▸ Recorded information:
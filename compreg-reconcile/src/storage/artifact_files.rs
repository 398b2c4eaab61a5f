//! Generated component source files: `<StudlyName>.tsx`

use super::write_new_file;
use crate::types::ArtifactStore;
use compreg_common::Result;
use std::path::{Path, PathBuf};

/// Artifact store rooted at the generated components directory
#[derive(Debug, Clone)]
pub struct FsArtifactStore {
    dir: PathBuf,
    extension: String,
}

impl FsArtifactStore {
    pub fn new(dir: impl Into<PathBuf>) -> Self {
        Self {
            dir: dir.into(),
            extension: "tsx".to_string(),
        }
    }

    pub fn dir(&self) -> &Path {
        &self.dir
    }
}

impl ArtifactStore for FsArtifactStore {
    fn artifact_path(&self, identifier: &str) -> PathBuf {
        self.dir.join(format!("{}.{}", identifier, self.extension))
    }

    fn exists(&self, path: &Path) -> bool {
        path.exists()
    }

    fn write(&self, path: &Path, source: &str) -> Result<()> {
        write_new_file(path, source)
    }
}

#[cfg(test)]
mod tests {
    use super::*;
    use tempfile::TempDir;

    #[test]
    fn test_artifact_path_uses_identifier() {
        let store = FsArtifactStore::new("/srv/generated");
        assert_eq!(
            store.artifact_path("HeroBanner"),
            PathBuf::from("/srv/generated/HeroBanner.tsx")
        );
    }

    #[test]
    fn test_write_then_exists() {
        let temp_dir = TempDir::new().unwrap();
        let store = FsArtifactStore::new(temp_dir.path());
        let path = store.artifact_path("SiteFooter");

        assert!(!store.exists(&path));
        store.write(&path, "export default null;\n").unwrap();
        assert!(store.exists(&path));
        assert!(store.write(&path, "changed").is_err());
    }
}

▸ What to produce:
An exact transcription of all the entries is needed.

▸ Response:
filename compreg-reconcile/src/storage/artifact_files.rs
repository 398b2c4eaab61a5f
//! Generated component source files: `<StudlyName>.tsx`

use super::write_new_file;
use crate::types::ArtifactStore;
use compreg_common::Result;
use std::path::{Path, PathBuf};

/// Artifact store rooted at the generated components directory
#[derive(Debug, Clone)]
pub struct FsArtifactStore {
    dir: PathBuf,
    extension: String,
}

impl FsArtifactStore {
    pub fn new(dir: impl Into<PathBuf>) -> Self {
        Self {
            dir: dir.into(),
            extension: "tsx".to_string(),
        }
    }

    pub fn dir(&self) -> &Path {
        &self.dir
    }
}

impl ArtifactStore for FsArtifactStore {
    fn artifact_path(&self, identifier: &str) -> PathBuf {
        self.dir.join(format!("{}.{}", identifier, self.extension))
    }

    fn exists(&self, path: &Path) -> bool {
        path.exists()
    }

    fn write(&self, path: &Path, source: &str) -> Result<()> {
        write_new_file(path, source)
    }
}

#[cfg(test)]
mod tests {
    use super::*;
    use tempfile::TempDir;

    #[test]
    fn test_artifact_path_uses_identifier() {
        let store = FsArtifactStore::new("/srv/generated");
        assert_eq!(
            store.artifact_path("HeroBanner"),
            PathBuf::from("/srv/generated/HeroBanner.tsx")
        );
    }

    #[test]
    fn test_write_then_exists() {
        let temp_dir = TempDir::new().unwrap();
        let store = FsArtifactStore::new(temp_dir.path());
        let path = store.artifact_path("SiteFooter");

        assert!(!store.exists(&path));
        store.write(&path, "export default null;\n").unwrap();
        assert!(store.exists(&path));
        assert!(store.write(&path, "changed").is_err());
    }
}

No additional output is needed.